Transformers, more than meets the eye

Your brain just processed this sentence.

You were able to do it completely subconsciously, but LLMs individually process each word: one at a time, weighing their relationships, and extracting meaning in parallel.

Today, Anthropic's Claude writes production-ready code. Google's Aeneas translates ancient languages. GPT-4 passes the bar exam. How does a machine essentially made of sand and rocks understand language well enough to do these things?

The answer isn't bigger datasets or faster computers. It's an architecture called the Transformer, and at its heart is a mechanism called attention.

Before 2017, building a model that understood context meant accepting fundamental tradeoffs. You could have speed or memory of distant words, but not both. The Transformer changed that equation entirely. And it started with one question: what if a model could look at all the words at the same time?

The Sequential Processing Bottleneck

Before Transformers, language models processed text sequentially using RNNs (Recurrent Neural Networks) and LSTMs (Long Short-Term Memory networks).

Think about reading this sentence: "The cat, which had been sleeping on the warm sunny windowsill for hours, finally woke up."

An RNN processes it like this:

python

# Simplified RNN pseudocode showing the sequential bottleneck
hidden_state = initial_state

for word in sentence:
    hidden_state = rnn_cell(word, hidden_state)
    # Must wait for previous word to complete!
    # for example "finally" can't be processed until it's done with all prev words

The RNN has to process "The", then "cat", then "which", and so on. By the time it reaches "finally", the information about "cat" has been compressed through 10+ sequential operations. This creates two major problems:

The vanishing gradient problem: As info passes through many sequential steps, the gradient signal that helps the model learn gets weaker and weaker. Hochreiter & Schmidhuber (1997) showed that RNNs struggle to learn dependencies that span more than a few steps.
No parallelization: You can't process word 10 until you've processed words 1-9. This makes training painfully slow.

RNN processing sequentially vs Transformer processing in parallel

LSTMs improved on basic RNNs by adding a "memory cell" that could preserve information longer, but still processed information sequentially. They were SOTA for nearly two decades, but the fundamental bottleneck remained.¹

The Birth of Attention

In 2014, Bahdanau et al. introduced attention mechanisms for machine translation. What if, when translating a word, the model could "look at" all the source words, not just a compressed "hidden state"? Instead of forcing all "context" through a sequential bottleneck, attention lets the model directly access any word it needed.

But this attention was still being used alongside RNNs. The real breakthrough came in 2017 when team at Google asked: what if we removed the recurrence entirely?

Their paper, "Attention is All You Need", introduced the Transformer architecture. No RNNs. No LSTMs. Just attention (source and self), feed-forward layers, and some clever positional encoding.

On the WMT 2014 English-to-German translation task, their model achieved a BLEU score of 28.4, beating the previous state of the art by over 2 points.
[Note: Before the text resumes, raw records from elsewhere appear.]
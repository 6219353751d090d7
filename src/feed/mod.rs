//! Remote message feed
//!
//! The feed turns a remote, ordered, append-only message log into the local
//! message list:
//! - `RemoteLog` abstracts the log (subscribe to last-N snapshots, append)
//! - `NatsLog` talks to a `LogServer` over NATS
//! - `MemoryLog` keeps the log in-process (tests, local-only sessions)
//! - `FeedAdapter` reconciles each snapshot and detects new messages

pub mod adapter;
pub mod backoff;
pub mod client;
pub mod log;
pub mod messages;
pub mod server;

pub use adapter::{Detection, FeedAdapter, FeedUpdate};
pub use backoff::Backoff;
pub use client::{NatsLog, Subjects};
pub use log::{MemoryLog, RemoteLog};
pub use messages::{log_id, CodeBlock, FetchRequest, MediaType, Message, MessageRecord, Snapshot};
pub use server::LogServer;
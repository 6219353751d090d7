use anyhow::Result;
use serde::Deserialize;

use crate::feed::Detection;
use crate::speech::EngineKind;

#[derive(Debug, Clone, Deserialize)]
pub struct Config {
    pub service: ServiceConfig,
    #[serde(default)]
    pub feed: FeedConfig,
    #[serde(default)]
    pub speech: SpeechConfig,
    #[serde(default)]
    pub clipboard: ClipboardConfig,
}

#[derive(Debug, Clone, Deserialize)]
pub struct ServiceConfig {
    pub name: String,
    #[serde(default)]
    pub http: HttpConfig,
}

#[derive(Debug, Clone, Deserialize)]
pub struct HttpConfig {
    #[serde(default)]
    pub enabled: bool,
    pub bind: String,
    pub port: u16,
}

impl Default for HttpConfig {
    fn default() -> Self {
        Self {
            enabled: false,
            bind: "127.0.0.1".to_string(),
            port: 8088,
        }
    }
}

/// Which remote log implementation backs the feed
#[derive(Debug, Clone, Copy, PartialEq, Eq, Deserialize)]
#[serde(rename_all = "lowercase")]
pub enum FeedBackend {
    Nats,
    Memory,
}

#[derive(Debug, Clone, Deserialize)]
#[serde(default)]
pub struct FeedConfig {
    pub backend: FeedBackend,
    pub nats_url: String,
    /// Subjects are `<prefix>.append`, `<prefix>.snapshot` and `<prefix>.fetch`
    pub subject_prefix: String,
    /// Number of most recent records kept in each snapshot
    pub history_limit: usize,
    pub detection: Detection,
    pub connect_retries: u32,
    pub backoff_base_ms: u64,
    pub backoff_max_ms: u64,
}

impl Default for FeedConfig {
    fn default() -> Self {
        Self {
            backend: FeedBackend::Nats,
            nats_url: "nats://localhost:4222".to_string(),
            subject_prefix: "chat.messages".to_string(),
            history_limit: 50,
            detection: Detection::Length,
            connect_retries: 5,
            backoff_base_ms: 250,
            backoff_max_ms: 8000,
        }
    }
}

#[derive(Debug, Clone, Deserialize)]
#[serde(default)]
pub struct SpeechConfig {
    pub engine: EngineKind,
    /// espeak-ng compatible program used by the command engine
    pub program: String,
    pub enabled: bool,
    /// Preferred voice name; empty selects the first available voice
    pub voice: String,
    pub rate: f32,
    pub pitch: f32,
    pub volume: f32,
}

impl Default for SpeechConfig {
    fn default() -> Self {
        Self {
            engine: EngineKind::Command,
            program: "espeak-ng".to_string(),
            enabled: true,
            voice: String::new(),
            rate: 1.0,
            pitch: 1.0,
            volume: 1.0,
        }
    }
}

#[derive(Debug, Clone, Deserialize)]
#[serde(default)]
pub struct ClipboardConfig {
    /// Program receiving copied text on stdin; empty disables copying
    pub program: String,
    pub args: Vec<String>,
}

impl Default for ClipboardConfig {
    fn default() -> Self {
        Self {
            program: "xclip".to_string(),
            args: vec!["-selection".to_string(), "clipboard".to_string()],
        }
    }
}

impl Config {
    pub fn load(path: &str) -> Result<Self> {
        let settings = config::Config::builder()
            .add_source(config::File::with_name(path))
            .add_source(config::Environment::with_prefix("TTS_CHAT").separator("__"))
            .build()?;

        Ok(settings.try_deserialize()?)
    }

    /// Parse a TOML document directly (used by tests and embedded defaults)
    pub fn from_toml(source: &str) -> Result<Self> {
        let settings = config::Config::builder()
            .add_source(config::File::from_str(source, config::FileFormat::Toml))
            .build()?;

        Ok(settings.try_deserialize()?)
    }
}

#[cfg(test)]
mod tests {
    use super::*;

    #[test]
    fn test_minimal_config_uses_defaults() {
        let cfg = Config::from_toml("[service]\nname = \"chat\"\n").unwrap();

        assert_eq!(cfg.service.name, "chat");
        assert!(!cfg.service.http.enabled);
        assert_eq!(cfg.feed.history_limit, 50);
        assert_eq!(cfg.feed.detection, Detection::Length);
        assert_eq!(cfg.feed.backend, FeedBackend::Nats);
        assert!(cfg.speech.enabled);
        assert_eq!(cfg.speech.rate, 1.0);
    }

    #[test]
    fn test_config_overrides() {
        let cfg = Config::from_toml(
            r#"
            [service]
            name = "chat"

            [feed]
            backend = "memory"
            detection = "ids"
            history_limit = 10

            [speech]
            engine = "silent"
            voice = "en-us"
            volume = 0.5
            "#,
        )
        .unwrap();

        assert_eq!(cfg.feed.backend, FeedBackend::Memory);
        assert_eq!(cfg.feed.detection, Detection::Ids);
        assert_eq!(cfg.feed.history_limit, 10);
        assert_eq!(cfg.feed.subject_prefix, "chat.messages");
        assert_eq!(cfg.speech.engine, EngineKind::Silent);
        assert_eq!(cfg.speech.voice, "en-us");
        assert_eq!(cfg.speech.volume, 0.5);
    }
}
On English-to-French, they hit 41.0 BLEU.² And it trained in a fraction of the time.

Within a few years, Transformers became the foundation for BERT, GPT, and essentially every major language model that followed.

Understanding Attention: The Core Mechanism

Let's build this up from scratch.

The Intuition

When you read "The animal didn't cross the street because it was too tired," your brain automatically knows "it" refers to "animal," not "street." Your brain pays attention to the relevant context.

Attention mechanisms give neural networks this same ability. When processing "it", the model can look back at all previous words and decide which ones matter most.

The model learns to assign high attention weight to "animal" (0.7), medium weights to "didn't" (0.15) and "tired" (0.1), and very low weights to "street" (0.03) and others (0.02).

But how does it actually compute these weights?

The Math: Query, Key, Value

Attention works through three learned transformations of the input:

Query (Q): "What am I looking for?"
Key (K): "What do I contain?"
Value (V): "What information do I actually have?"

This is somewhat analogous to database retrieval. When you query a database, you provide a query that gets matched against keys in the database, and the matching records return their values.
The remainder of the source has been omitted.